The Seohae Line is a dual-track, electrified rail line in western Gyeonggi-do, South Korea. The Seohae Line is being built in four sections simultaneously. The first section runs  south from Sosa in Bucheon, cross Siheung, and ends in Wonsi in Ansan. There is a transfer to the Seoul Subway Line 1 at its start in Sosa, the Sin Ansan Line at Siheung City Hall, and Seoul Subway Line 4 at Ansan. There are currently 14 stations (Wonjong-Wonsi). The line is operated by SEO HAE RAIL CO.,LTD., which is a subsidiary of Seoul Metro. However the infrastructure is owned by Korail so the rail line runs on the left like the rest of the South Korean mainline railway network.

History 
After the completion of planning, the project was written out as a build–lease–transfer (BLT) project, and Daewoo was selected as preferred bidder in September 2008.  Construction was scheduled to last from October 2009 to March 2013.  Due to the global financial crisis, it was difficult to gather investors to finance the project, and negotiations stalled.  An agreement was finally signed on December 21, 2010, with construction set to start in the first half of 2011.  Project costs are 1.5248 trillion South Korean won, the contractor has altogether seven years for design and construction, and will manage and maintain the line for the first 20 years of operation.
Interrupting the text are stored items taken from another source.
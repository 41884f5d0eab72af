//! HTTP route handlers.
//!
//! # Route Structure
//!
//! ```text
//! GET  /health                          - Liveness check
//! GET  /health/ready                    - Readiness check (DB ping)
//!
//! # Content (JSON CRUD; lists order by created_at DESC)
//! GET|POST          /api/blog           GET|PATCH|DELETE /api/blog/{id}
//! GET|POST          /api/courses        GET|PATCH|DELETE /api/courses/{id}
//! GET|POST          /api/gallery        GET|PATCH|DELETE /api/gallery/{id}
//! GET|POST          /api/portfolio      GET|PATCH|DELETE /api/portfolio/{id}
//! GET|POST          /api/testimonials   GET|PATCH|DELETE /api/testimonials/{id}
//! GET|POST          /api/registrations  GET|PATCH|DELETE /api/registrations/{id}
//! GET|POST          /api/schedules      GET|PATCH|DELETE /api/schedules/{id}
//!
//! # Portal lifecycle ({portal} = admin | franchise | staff)
//! POST /api/{portal}/signup             - Create pending account + send link
//! POST /api/{portal}/verify-email       - Redeem token (JSON)
//! POST /api/{portal}/send-verification  - Re-issue token for pending account
//! GET  /{portal}/verify-email?token=... - Emailed link target (redirects)
//! GET  /api/{portal}/accounts           - List accounts (?status=...)
//! PATCH /api/{portal}/accounts/{id}     - Manual status/approval transition
//! POST /api/admin/accounts/{id}/elevate - Admin role elevation
//!
//! # Reminders
//! POST /api/reminders/run               - Scheduler-triggered scan
//! ```

pub mod blog;
pub mod courses;
pub mod gallery;
pub mod portal;
pub mod portfolio;
pub mod registrations;
pub mod reminders;
pub mod schedules;
pub mod testimonials;

use axum::Router;

use crate::state::AppState;

/// Compose all application routes.
pub fn routes() -> Router<AppState> {
    Router::new()
        .merge(blog::router())
        .merge(courses::router())
        .merge(gallery::router())
        .merge(portfolio::router())
        .merge(testimonials::router())
        .merge(registrations::router())
        .merge(schedules::router())
        .merge(portal::router())
        .merge(reminders::router())
}
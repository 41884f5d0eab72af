//! Portfolio item route handlers.

use axum::{
    Json, Router,
    extract::{Path, Query, State},
    http::StatusCode,
    routing::get,
};
use serde::Deserialize;
use tracing::instrument;

use brightclass_core::{PortfolioItemId, PortfolioStatus};

use crate::db::PortfolioRepository;
use crate::error::{AppError, Result};
use crate::models::content::{NewPortfolioItem, PortfolioItem, PortfolioItemUpdate};
use crate::state::AppState;

/// Build the portfolio router.
pub fn router() -> Router<AppState> {
    Router::new()
        .route("/api/portfolio", get(list).post(create))
        .route(
            "/api/portfolio/{id}",
            get(show).patch(update).delete(destroy),
        )
}

/// List filters.
#[derive(Debug, Deserialize)]
pub struct ListQuery {
    pub status: Option<PortfolioStatus>,
}

/// GET /api/portfolio
#[instrument(skip(state))]
async fn list(
    State(state): State<AppState>,
    Query(query): Query<ListQuery>,
) -> Result<Json<Vec<PortfolioItem>>> {
    let items = PortfolioRepository::new(state.pool())
        .list(query.status)
        .await?;
    Ok(Json(items))
}

/// GET /api/portfolio/{id}
#[instrument(skip(state))]
async fn show(
    State(state): State<AppState>,
    Path(id): Path<PortfolioItemId>,
) -> Result<Json<PortfolioItem>> {
    PortfolioRepository::new(state.pool())
        .get(id)
        .await?
        .map(Json)
        .ok_or_else(|| AppError::NotFound("portfolio item".to_owned()))
}

/// POST /api/portfolio
#[instrument(skip(state, new))]
async fn create(
    State(state): State<AppState>,
    Json(new): Json<NewPortfolioItem>,
) -> Result<(StatusCode, Json<PortfolioItem>)> {
    if new.title.trim().is_empty() || new.summary.trim().is_empty() {
        return Err(AppError::InvalidInput(
            "title and summary are required".to_owned(),
        ));
    }

    let item = PortfolioRepository::new(state.pool()).create(&new).await?;
    Ok((StatusCode::CREATED, Json(item)))
}

/// PATCH /api/portfolio/{id}
#[instrument(skip(state, update))]
async fn update(
    State(state): State<AppState>,
    Path(id): Path<PortfolioItemId>,
    Json(update): Json<PortfolioItemUpdate>,
) -> Result<Json<PortfolioItem>> {
    let item = PortfolioRepository::new(state.pool())
        .update(id, &update)
        .await?;
    Ok(Json(item))
}

/// DELETE /api/portfolio/{id}
#[instrument(skip(state))]
async fn destroy(
    State(state): State<AppState>,
    Path(id): Path<PortfolioItemId>,
) -> Result<StatusCode> {
    let deleted = PortfolioRepository::new(state.pool()).delete(id).await?;
    if !deleted {
        return Err(AppError::NotFound("portfolio item".to_owned()));
    }
    Ok(StatusCode::NO_CONTENT)
}
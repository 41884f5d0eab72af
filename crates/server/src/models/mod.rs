//! Domain models for the Brightclass server.
//!
//! Repositories in [`crate::db`] convert database rows into these types;
//! route handlers serialize them straight into JSON responses. The typed
//! `New*`/`*Update` payload structs double as the per-entity field
//! allow-list: a client cannot reach a column these structs do not name.

pub mod account;
pub mod content;
pub mod schedule;
pub mod token;

pub use account::{Account, NewAccount};
pub use content::*;
pub use schedule::{ClassSchedule, NewSchedule, ReminderCandidate, ScheduleUpdate};
pub use token::VerificationToken;
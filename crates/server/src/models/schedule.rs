//! Class schedule model and the reminder job's query projection.

use chrono::{DateTime, NaiveTime, Utc};
use serde::{Deserialize, Serialize};

use brightclass_core::{AccountId, ScheduleId};

/// A weekly class schedule entry.
///
/// `day_of_week` holds the lowercase weekday name; `reminder_time` is the
/// lead window in minutes before `start_time` during which a reminder
/// should fire.
#[derive(Debug, Clone, Serialize)]
pub struct ClassSchedule {
    pub id: ScheduleId,
    pub staff_id: AccountId,
    pub student_name: String,
    pub guardian_phone: String,
    pub school_name: Option<String>,
    pub subject: String,
    pub day_of_week: String,
    pub start_time: NaiveTime,
    pub reminder_enabled: bool,
    pub reminder_time: i32,
    pub is_active: bool,
    pub created_at: DateTime<Utc>,
    pub updated_at: DateTime<Utc>,
}

/// Create payload for a class schedule.
#[derive(Debug, Clone, Deserialize)]
pub struct NewSchedule {
    pub staff_id: AccountId,
    pub student_name: String,
    pub guardian_phone: String,
    pub school_name: Option<String>,
    pub subject: String,
    pub day_of_week: String,
    pub start_time: NaiveTime,
    pub reminder_enabled: Option<bool>,
    pub reminder_time: Option<i32>,
    pub is_active: Option<bool>,
}

/// Partial update payload for a class schedule.
#[derive(Debug, Clone, Default, Deserialize)]
pub struct ScheduleUpdate {
    pub student_name: Option<String>,
    pub guardian_phone: Option<String>,
    pub school_name: Option<String>,
    pub subject: Option<String>,
    pub day_of_week: Option<String>,
    pub start_time: Option<NaiveTime>,
    pub reminder_enabled: Option<bool>,
    pub reminder_time: Option<i32>,
    pub is_active: Option<bool>,
}

/// What the reminder scan needs per due schedule: the schedule row joined
/// with the staff member's name and contact phone.
#[derive(Debug, Clone)]
pub struct ReminderCandidate {
    pub schedule_id: ScheduleId,
    pub student_name: String,
    pub guardian_phone: String,
    pub subject: String,
    pub start_time: NaiveTime,
    pub reminder_time: i32,
    pub staff_name: String,
    pub staff_phone: Option<String>,
}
The first section began construction in 2011 and opened on June 16, 2018.

Future
On September 1, 2010, the South Korean government announced a strategic plan to reduce travel times from Seoul to 95% of the country to under 2 hours by 2020. As part of the plan, the first section is to be further upgraded for 230 km/h, the Wonsi–Hwayang extension is to be projected for 250 km/h, and the line may see KTX service.
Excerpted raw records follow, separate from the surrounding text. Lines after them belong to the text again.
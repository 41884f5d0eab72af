//! Class schedule repository.
//!
//! Besides plain CRUD, this exposes the reminder scan's read path: the
//! schedules due today joined with the staff member's contact details.

use chrono::{DateTime, NaiveTime, Utc};
use sqlx::PgPool;

use brightclass_core::{AccountId, ScheduleId};

use super::RepositoryError;
use crate::models::{ClassSchedule, NewSchedule, ReminderCandidate, ScheduleUpdate};

#[derive(Debug, sqlx::FromRow)]
struct ScheduleRow {
    id: i32,
    staff_id: i32,
    student_name: String,
    guardian_phone: String,
    school_name: Option<String>,
    subject: String,
    day_of_week: String,
    start_time: NaiveTime,
    reminder_enabled: bool,
    reminder_time: i32,
    is_active: bool,
    created_at: DateTime<Utc>,
    updated_at: DateTime<Utc>,
}

impl From<ScheduleRow> for ClassSchedule {
    fn from(row: ScheduleRow) -> Self {
        Self {
            id: ScheduleId::new(row.id),
            staff_id: AccountId::new(row.staff_id),
            student_name: row.student_name,
            guardian_phone: row.guardian_phone,
            school_name: row.school_name,
            subject: row.subject,
            day_of_week: row.day_of_week,
            start_time: row.start_time,
            reminder_enabled: row.reminder_enabled,
            reminder_time: row.reminder_time,
            is_active: row.is_active,
            created_at: row.created_at,
            updated_at: row.updated_at,
        }
    }
}

#[derive(Debug, sqlx::FromRow)]
struct CandidateRow {
    id: i32,
    student_name: String,
    guardian_phone: String,
    subject: String,
    start_time: NaiveTime,
    reminder_time: i32,
    staff_name: String,
    staff_phone: Option<String>,
}

impl From<CandidateRow> for ReminderCandidate {
    fn from(row: CandidateRow) -> Self {
        Self {
            schedule_id: ScheduleId::new(row.id),
            student_name: row.student_name,
            guardian_phone: row.guardian_phone,
            subject: row.subject,
            start_time: row.start_time,
            reminder_time: row.reminder_time,
            staff_name: row.staff_name,
            staff_phone: row.staff_phone,
        }
    }
}

const COLUMNS: &str = "id, staff_id, student_name, guardian_phone, school_name, subject, \
                       day_of_week, start_time, reminder_enabled, reminder_time, is_active, \
                       created_at, updated_at";

/// Repository for class schedule database operations.
pub struct ScheduleRepository<'a> {
    pool: &'a PgPool,
}

impl<'a> ScheduleRepository<'a> {
    /// Create a new schedule repository.
    #[must_use]
    pub const fn new(pool: &'a PgPool) -> Self {
        Self { pool }
    }

    /// List schedules, newest first.
    ///
    /// # Errors
    ///
    /// Returns `RepositoryError::Database` if the query fails.
    pub async fn list(&self) -> Result<Vec<ClassSchedule>, RepositoryError> {
        let rows: Vec<ScheduleRow> = sqlx::query_as(&format!(
            "SELECT {COLUMNS} FROM class_schedule ORDER BY created_at DESC"
        ))
        .fetch_all(self.pool)
        .await?;

        Ok(rows.into_iter().map(Into::into).collect())
    }

    /// Get a schedule by its ID.
    ///
    /// # Errors
    ///
    /// Returns `RepositoryError::Database` if the query fails.
    pub async fn get(&self, id: ScheduleId) -> Result<Option<ClassSchedule>, RepositoryError> {
        let row: Option<ScheduleRow> =
            sqlx::query_as(&format!("SELECT {COLUMNS} FROM class_schedule WHERE id = $1"))
                .bind(id.as_i32())
                .fetch_optional(self.pool)
                .await?;

        Ok(row.map(Into::into))
    }

    /// Reminder scan read path: active, reminder-enabled schedules for the
    /// given weekday joined with the staff contact.
    ///
    /// # Errors
    ///
    /// Returns `RepositoryError::Database` if the query fails.
    pub async fn due_on(&self, weekday: &str) -> Result<Vec<ReminderCandidate>, RepositoryError> {
        let rows: Vec<CandidateRow> = sqlx::query_as(
            r"
            SELECT s.id, s.student_name, s.guardian_phone, s.subject, s.start_time,
                   s.reminder_time, a.full_name AS staff_name, a.phone AS staff_phone
            FROM class_schedule s
            JOIN portal_account a ON a.id = s.staff_id
            WHERE s.day_of_week = $1
              AND s.is_active
              AND s.reminder_enabled
            ORDER BY s.start_time
            ",
        )
        .bind(weekday)
        .fetch_all(self.pool)
        .await?;

        Ok(rows.into_iter().map(Into::into).collect())
    }

    /// Create a schedule.
    ///
    /// # Errors
    ///
    /// Returns `RepositoryError::Database` if the query fails (including a
    /// foreign-key violation for an unknown staff account).
    pub async fn create(&self, new: &NewSchedule) -> Result<ClassSchedule, RepositoryError> {
        let row: ScheduleRow = sqlx::query_as(&format!(
            "INSERT INTO class_schedule \
                 (staff_id, student_name, guardian_phone, school_name, subject, day_of_week, \
                  start_time, reminder_enabled, reminder_time, is_active) \
             VALUES ($1, $2, $3, $4, $5, $6, $7, \
                     COALESCE($8, TRUE), COALESCE($9, 30), COALESCE($10, TRUE)) \
             RETURNING {COLUMNS}"
        ))
        .bind(new.staff_id.as_i32())
        .bind(&new.student_name)
        .bind(&new.guardian_phone)
        .bind(new.school_name.as_deref())
        .bind(&new.subject)
        .bind(&new.day_of_week)
        .bind(new.start_time)
        .bind(new.reminder_enabled)
        .bind(new.reminder_time)
        .bind(new.is_active)
        .fetch_one(self.pool)
        .await?;

        Ok(row.into())
    }

    /// Apply a partial update.
    ///
    /// # Errors
    ///
    /// Returns `RepositoryError::NotFound` if the schedule doesn't exist.
    /// Returns `RepositoryError::Database` for other database errors.
    pub async fn update(
        &self,
        id: ScheduleId,
        update: &ScheduleUpdate,
    ) -> Result<ClassSchedule, RepositoryError> {
        let row: Option<ScheduleRow> = sqlx::query_as(&format!(
            "UPDATE class_schedule SET \
                 student_name = COALESCE($2, student_name), \
                 guardian_phone = COALESCE($3, guardian_phone), \
                 school_name = COALESCE($4, school_name), \
                 subject = COALESCE($5, subject), \
                 day_of_week = COALESCE($6, day_of_week), \
                 start_time = COALESCE($7, start_time), \
                 reminder_enabled = COALESCE($8, reminder_enabled), \
                 reminder_time = COALESCE($9, reminder_time), \
                 is_active = COALESCE($10, is_active), \
                 updated_at = NOW() \
             WHERE id = $1 \
             RETURNING {COLUMNS}"
        ))
        .bind(id.as_i32())
        .bind(update.student_name.as_deref())
        .bind(update.guardian_phone.as_deref())
        .bind(update.school_name.as_deref())
        .bind(update.subject.as_deref())
        .bind(update.day_of_week.as_deref())
        .bind(update.start_time)
        .bind(update.reminder_enabled)
        .bind(update.reminder_time)
        .bind(update.is_active)
        .fetch_optional(self.pool)
        .await?;

        row.map(Into::into).ok_or(RepositoryError::NotFound)
    }

    /// Delete a schedule.
    ///
    /// # Returns
    ///
    /// Returns `true` if the schedule was deleted, `false` if it didn't
    /// exist.
    ///
    /// # Errors
    ///
    /// Returns `RepositoryError::Database` if the query fails.
    pub async fn delete(&self, id: ScheduleId) -> Result<bool, RepositoryError> {
        let result = sqlx::query("DELETE FROM class_schedule WHERE id = $1")
            .bind(id.as_i32())
            .execute(self.pool)
            .await?;

        Ok(result.rows_affected() > 0)
    }
}
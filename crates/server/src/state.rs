//! Application state shared across handlers.

use std::sync::Arc;

use sqlx::PgPool;

use crate::config::ServerConfig;
use crate::services::email::EmailService;
use crate::services::messaging::MessagingClient;

/// Application state shared across all handlers.
///
/// Cheaply cloneable via `Arc`. Provider clients are built once at startup
/// from their optional config blocks; an absent client means that
/// capability is not configured in this deployment.
#[derive(Clone)]
pub struct AppState {
    inner: Arc<AppStateInner>,
}

struct AppStateInner {
    config: ServerConfig,
    pool: PgPool,
    email: Option<EmailService>,
    messaging: Option<MessagingClient>,
}

impl AppState {
    /// Create a new application state.
    ///
    /// # Errors
    ///
    /// Returns an error if the SMTP transport cannot be constructed from
    /// the configured relay parameters.
    pub fn new(
        config: ServerConfig,
        pool: PgPool,
    ) -> Result<Self, lettre::transport::smtp::Error> {
        let email = config.email.as_ref().map(EmailService::new).transpose()?;
        let messaging = config.messaging.as_ref().map(MessagingClient::new);

        if email.is_none() {
            tracing::warn!("SMTP not configured - verification emails disabled");
        }
        if messaging.is_none() {
            tracing::warn!("WhatsApp not configured - class reminders disabled");
        }

        Ok(Self {
            inner: Arc::new(AppStateInner {
                config,
                pool,
                email,
                messaging,
            }),
        })
    }

    /// Get a reference to the server configuration.
    #[must_use]
    pub fn config(&self) -> &ServerConfig {
        &self.inner.config
    }

    /// Get a reference to the database connection pool.
    #[must_use]
    pub fn pool(&self) -> &PgPool {
        &self.inner.pool
    }

    /// Get the email service, if SMTP is configured.
    #[must_use]
    pub fn email(&self) -> Option<&EmailService> {
        self.inner.email.as_ref()
    }

    /// Get the messaging client, if the provider is configured.
    #[must_use]
    pub fn messaging(&self) -> Option<&MessagingClient> {
        self.inner.messaging.as_ref()
    }
}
The second section will run north from Sosa to Daegok on the Gyeongui-Jungang Line and Seoul Subway Line 3, though service will continue until Ilsan. There will be transfers to several other lines. It was proposed to open on June 29, 2021, but has been postponed. Currently, the rest of the extension (Sosa-Ilsan) is expected to open after March 2023.

Tentative plans foresee the upgrade and incorporation of the Gyooe Line, a single-track non-electrified line without passenger service that connects Neunggok station (with a junction just before Daegok station) and Uijeongbu station in Uijeongbu. The Uijeongbu–Daegok–Sosa–Wonsi Line would then provide orbital metro service as a northern semicircle around Seoul, complementing the southern semicircle formed by the Bundang Line and the Suin Line.
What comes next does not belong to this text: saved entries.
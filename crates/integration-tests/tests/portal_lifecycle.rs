//! Integration tests for the portal signup/verify lifecycle.
//!
//! These tests require:
//! - A running server (`cargo run -p brightclass-server`)
//! - Migrations applied (`bc-cli migrate run`)
//! - `BRIGHTCLASS_DATABASE_URL` for reading tokens the API never exposes
//!
//! Run with: `cargo test -p brightclass-integration-tests -- --ignored`

use reqwest::StatusCode;
use serde_json::{Value, json};

use brightclass_integration_tests::{TestContext, unique_email};

fn staff_signup_body(email: &str) -> Value {
    json!({
        "full_name": "Test Teacher",
        "email": email,
        "phone": "08012345678",
        "subject": "Mathematics"
    })
}

#[tokio::test]
#[ignore = "Requires running server and database"]
async fn test_staff_signup_creates_pending_account() {
    let ctx = TestContext::new();
    let email = unique_email("staff");

    let resp = ctx
        .client
        .post(ctx.url("/api/staff/signup"))
        .json(&staff_signup_body(&email))
        .send()
        .await
        .expect("signup request failed");

    assert_eq!(resp.status(), StatusCode::CREATED);
    let body: Value = resp.json().await.expect("invalid JSON");
    assert_eq!(body["account"]["status"], "pending");
    assert_eq!(body["account"]["email"], email);
    assert_eq!(body["account"]["approved"], false);
}

#[tokio::test]
#[ignore = "Requires running server and database"]
async fn test_duplicate_signup_conflicts() {
    let ctx = TestContext::new();
    let email = unique_email("dup");

    let first = ctx
        .client
        .post(ctx.url("/api/staff/signup"))
        .json(&staff_signup_body(&email))
        .send()
        .await
        .expect("signup request failed");
    assert_eq!(first.status(), StatusCode::CREATED);

    let second = ctx
        .client
        .post(ctx.url("/api/staff/signup"))
        .json(&staff_signup_body(&email))
        .send()
        .await
        .expect("signup request failed");
    assert_eq!(second.status(), StatusCode::CONFLICT);
}

#[tokio::test]
#[ignore = "Requires running server and database"]
async fn test_signup_rejects_missing_fields() {
    let ctx = TestContext::new();

    // Staff without a subject
    let resp = ctx
        .client
        .post(ctx.url("/api/staff/signup"))
        .json(&json!({ "full_name": "No Subject", "email": unique_email("bad") }))
        .send()
        .await
        .expect("signup request failed");
    assert_eq!(resp.status(), StatusCode::BAD_REQUEST);

    // Malformed email
    let resp = ctx
        .client
        .post(ctx.url("/api/franchise/signup"))
        .json(&json!({
            "full_name": "Bad Email",
            "email": "not-an-email",
            "business_name": "Biz Ltd"
        }))
        .send()
        .await
        .expect("signup request failed");
    assert_eq!(resp.status(), StatusCode::BAD_REQUEST);
}

#[tokio::test]
#[ignore = "Requires running server and database"]
async fn test_verify_token_is_single_use() {
    let ctx = TestContext::new();
    let email = unique_email("verify");

    let resp = ctx
        .client
        .post(ctx.url("/api/staff/signup"))
        .json(&staff_signup_body(&email))
        .send()
        .await
        .expect("signup request failed");
    assert_eq!(resp.status(), StatusCode::CREATED);

    // The API never returns the token; read it from the database
    let pool = ctx.pool().await;
    let token: String =
        sqlx::query_scalar("SELECT token FROM verification_token WHERE email = $1")
            .bind(&email)
            .fetch_one(&pool)
            .await
            .expect("token not found");
    assert_eq!(token.len(), 32);

    // First verify succeeds and activates the account
    let verify = ctx
        .client
        .post(ctx.url("/api/staff/verify-email"))
        .json(&json!({ "token": token }))
        .send()
        .await
        .expect("verify request failed");
    assert_eq!(verify.status(), StatusCode::OK);
    let body: Value = verify.json().await.expect("invalid JSON");
    assert_eq!(body["account"]["status"], "active");

    // Second verify with the same token fails: one-time use
    let replay = ctx
        .client
        .post(ctx.url("/api/staff/verify-email"))
        .json(&json!({ "token": token }))
        .send()
        .await
        .expect("verify request failed");
    assert_eq!(replay.status(), StatusCode::NOT_FOUND);
}

#[tokio::test]
#[ignore = "Requires running server and database"]
async fn test_resend_verification_for_pending_account() {
    let ctx = TestContext::new();
    let email = unique_email("resend");

    ctx.client
        .post(ctx.url("/api/franchise/signup"))
        .json(&json!({
            "full_name": "Resend Partner",
            "email": email,
            "business_name": "Resend Ltd",
            "region": "Lagos"
        }))
        .send()
        .await
        .expect("signup request failed");

    let resp = ctx
        .client
        .post(ctx.url("/api/franchise/send-verification"))
        .json(&json!({ "email": email }))
        .send()
        .await
        .expect("resend request failed");
    assert_eq!(resp.status(), StatusCode::OK);

    // Only one redeemable token remains after re-issue
    let pool = ctx.pool().await;
    let count: i64 =
        sqlx::query_scalar("SELECT COUNT(*) FROM verification_token WHERE email = $1")
            .bind(&email)
            .fetch_one(&pool)
            .await
            .expect("count query failed");
    assert_eq!(count, 1);
}

#[tokio::test]
#[ignore = "Requires running server and database"]
async fn test_unknown_portal_is_rejected() {
    let ctx = TestContext::new();

    let resp = ctx
        .client
        .post(ctx.url("/api/wizards/signup"))
        .json(&staff_signup_body(&unique_email("wiz")))
        .send()
        .await
        .expect("signup request failed");
    assert_eq!(resp.status(), StatusCode::BAD_REQUEST);
}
From the Wonsi end, a southern extension connecting up with the Janghang Line before Hongseong station is under consideration.

Stations

Urban section
The section from Sosa to Wonsi opened on June 16, 2018. The line currently utilizes seven four-car Class 391000 trains manufactured by Hyundai Rotem; when the line is extended, it will be supplemented by ten additional four-car Class 391000 trains manufactured by Dawonsys.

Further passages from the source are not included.